Smithsonian.com
First published on 9 April 2018
How This Globetrotting Artist Redefines Home and Hearth
You are invited into Do Ho Suh's apartment. You put down your bag, remove your coat and step inside. The hallway changes color as you proceed, first pink, then green and then blue. It's narrow, but it feels spacious. There is a red staircase outside, and beyond it people are moving around. You can see them, right through the walls. Cabinet handles appear rigid, but the doors they sag slightly. A doorknob pulses almost imperceptibly in the breeze. Back at your house, the only things that behave this way are cobwebs, but here, everything—door panels, chain locks, light switches, sprinkler system—dissolves delightfully into colored light.

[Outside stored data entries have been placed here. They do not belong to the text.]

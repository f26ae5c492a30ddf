//! # Runtime events emitted by the supervisor.
//!
//! The [`EventKind`] enum classifies event types across three categories:
//! - **Worker events**: spawn, exit, crash, respawn scheduling, crash loops
//! - **Pool events**: startup readiness, shutdown, graceful restart
//! - **Subscriber events**: delivery problems inside the fan-out layer
//!
//! The [`Event`] struct carries additional metadata such as timestamps, worker
//! id, pid, exit status and delays.
//!
//! ## Ordering guarantees
//! Each event has a globally unique sequence number (`seq`) that increases monotonically.
//!
//! ## Example
//! ```rust
//! use std::time::Duration;
//! use procvisor::{Event, EventKind};
//!
//! let ev = Event::new(EventKind::RespawnScheduled)
//!     .with_worker(2)
//!     .with_delay(Duration::from_millis(100));
//!
//! assert_eq!(ev.kind, EventKind::RespawnScheduled);
//! assert_eq!(ev.worker, Some(2));
//! assert_eq!(ev.delay_ms, Some(100));
//! ```

use std::sync::Arc;
use std::sync::atomic::{AtomicU64, Ordering as AtomicOrdering};
use std::time::{Duration, SystemTime};

/// Global sequence counter for event ordering.
static EVENT_SEQ: AtomicU64 = AtomicU64::new(0);

/// Classification of runtime events.
#[derive(Debug, Clone, Copy, PartialEq, Eq)]
pub enum EventKind {
    // === Subscriber events ===
    /// Subscriber panicked during event processing.
    ///
    /// Sets: `reason` (subscriber name and panic message).
    SubscriberPanicked,

    /// Subscriber dropped an event (queue full or worker closed).
    ///
    /// Sets: `reason`.
    SubscriberOverflow,

    // === Worker events ===
    /// Worker process created; slot is active.
    ///
    /// Sets: `worker`, `pid`.
    WorkerSpawned,

    /// Worker could not be created; slot is disabled.
    ///
    /// Sets: `worker`, `reason`.
    SpawnFailed,

    /// Worker exited cleanly (or was stopped by the supervisor).
    ///
    /// Sets: `worker`, `pid`, `exit_status`, `uptime_ms`.
    WorkerExited,

    /// Worker exited unexpectedly with a failure status.
    ///
    /// Sets: `worker`, `pid`, `exit_status`, `uptime_ms`.
    WorkerCrashed,

    /// One-shot respawn timer armed for the slot.
    ///
    /// Sets: `worker`, `delay_ms`.
    RespawnScheduled,

    /// Slot crashed too often within the window; respawn disabled for good.
    ///
    /// Sets: `worker`, `crashes`, `delay_ms` (span between oldest and newest crash).
    CrashLoopDetected,

    // === Pool events ===
    /// Initial spawn sequence finished.
    ///
    /// Sets: `port`, `reason` (worker count summary).
    PoolReady,

    /// Terminate/interrupt received or shutdown requested programmatically.
    ///
    /// Sets: `reason` (trigger).
    ShutdownRequested,

    /// Graceful restart started; every active worker is being stopped.
    RestartRequested,

    /// Every restarted slot is active again.
    RestartCompleted,

    /// No live workers remain; the supervisor loop is exiting.
    AllStopped,

    /// Shutdown timeout exceeded; remaining workers were killed.
    ///
    /// Sets: `delay_ms` (timeout), `reason` (killed worker ids).
    ShutdownTimeout,
}

/// Runtime event with optional metadata.
///
/// - `seq`: monotonic global sequence for ordering
/// - `at`: wall-clock timestamp (for logs)
/// - other optional fields are set depending on the [`EventKind`]
#[derive(Clone, Debug)]
pub struct Event {
    /// Globally unique, monotonically increasing sequence number.
    pub seq: u64,
    /// Wall-clock timestamp.
    pub at: SystemTime,
    /// Event classification.
    pub kind: EventKind,

    /// Worker slot, if applicable.
    pub worker: Option<u8>,
    /// OS process id, if applicable.
    pub pid: Option<u32>,
    /// Folded exit status (see [`WorkerExit::status`](crate::WorkerExit::status)).
    pub exit_status: Option<i32>,
    /// How long the process ran, in milliseconds.
    pub uptime_ms: Option<u64>,
    /// Delay or duration in milliseconds (compact).
    pub delay_ms: Option<u32>,
    /// Crash count, for crash-loop events.
    pub crashes: Option<u8>,
    /// Shared listening port, for pool events.
    pub port: Option<u16>,
    /// Human-readable reason (errors, triggers, overflow details).
    pub reason: Option<Arc<str>>,
}

impl Event {
    /// Creates a new event of the given kind with current timestamp and next sequence number.
    pub fn new(kind: EventKind) -> Self {
        Self {
            seq: EVENT_SEQ.fetch_add(1, AtomicOrdering::Relaxed),
            at: SystemTime::now(),
            kind,
            worker: None,
            pid: None,
            exit_status: None,
            uptime_ms: None,
            delay_ms: None,
            crashes: None,
            port: None,
            reason: None,
        }
    }

    #[inline]
    pub fn with_worker(mut self, id: u8) -> Self {
        self.worker = Some(id);
        self
    }

    #[inline]
    pub fn with_pid(mut self, pid: u32) -> Self {
        self.pid = Some(pid);
        self
    }

    #[inline]
    pub fn with_exit_status(mut self, status: i32) -> Self {
        self.exit_status = Some(status);
        self
    }

    /// Attaches process uptime (stored as milliseconds).
    #[inline]
    pub fn with_uptime(mut self, d: Duration) -> Self {
        self.uptime_ms = Some(d.as_millis().min(u128::from(u64::MAX)) as u64);
        self
    }

    /// Attaches a delay (stored as milliseconds).
    #[inline]
    pub fn with_delay(mut self, d: Duration) -> Self {
        let ms = d.as_millis().min(u128::from(u32::MAX)) as u32;
        self.delay_ms = Some(ms);
        self
    }

    #[inline]
    pub fn with_crashes(mut self, n: usize) -> Self {
        self.crashes = Some(n.min(usize::from(u8::MAX)) as u8);
        self
    }

    #[inline]
    pub fn with_port(mut self, port: u16) -> Self {
        self.port = Some(port);
        self
    }

    /// Attaches a human-readable reason.
    #[inline]
    pub fn with_reason(mut self, reason: impl Into<Arc<str>>) -> Self {
        self.reason = Some(reason.into());
        self
    }

    /// Creates a subscriber overflow event.
    #[inline]
    pub fn subscriber_overflow(subscriber: &'static str, reason: &'static str) -> Self {
        Event::new(EventKind::SubscriberOverflow)
            .with_reason(format!("subscriber={subscriber} reason={reason}"))
    }

    /// Creates a subscriber panic event.
    #[inline]
    pub fn subscriber_panicked(subscriber: &'static str, info: String) -> Self {
        Event::new(EventKind::SubscriberPanicked)
            .with_reason(format!("subscriber={subscriber} panic={info}"))
    }
}

#[cfg(test)]
mod tests {
    use super::*;

    #[test]
    fn sequence_is_monotonic() {
        let a = Event::new(EventKind::WorkerSpawned);
        let b = Event::new(EventKind::WorkerExited);
        assert!(b.seq > a.seq);
    }

    #[test]
    fn compact_fields_saturate() {
        let ev = Event::new(EventKind::ShutdownTimeout)
            .with_delay(Duration::from_secs(u64::MAX / 2))
            .with_crashes(1_000);
        assert_eq!(ev.delay_ms, Some(u32::MAX));
        assert_eq!(ev.crashes, Some(u8::MAX));
    }
}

Almost Home, Suh's solo exhibition on view at the Smithsonian American Art Museum, is filled with fabric sculptures big and small, all of them monochromatic actual-size 3D recreations of the walls and moldings and fixtures of rooms where he has lived in New York, Berlin and Seoul. The gallery space is lined with vitrines that hold everything from an old-fashioned radiator, pink and prim, its floral decoration picked out in subtle embroidery, to neatly rendered electrical outlets and circuit breakers in red and blue, to a microwave oven, a radiant block of yellow. Down the center of the gallery runs the procession of hallways, ethereal representations of those where Suh has walked.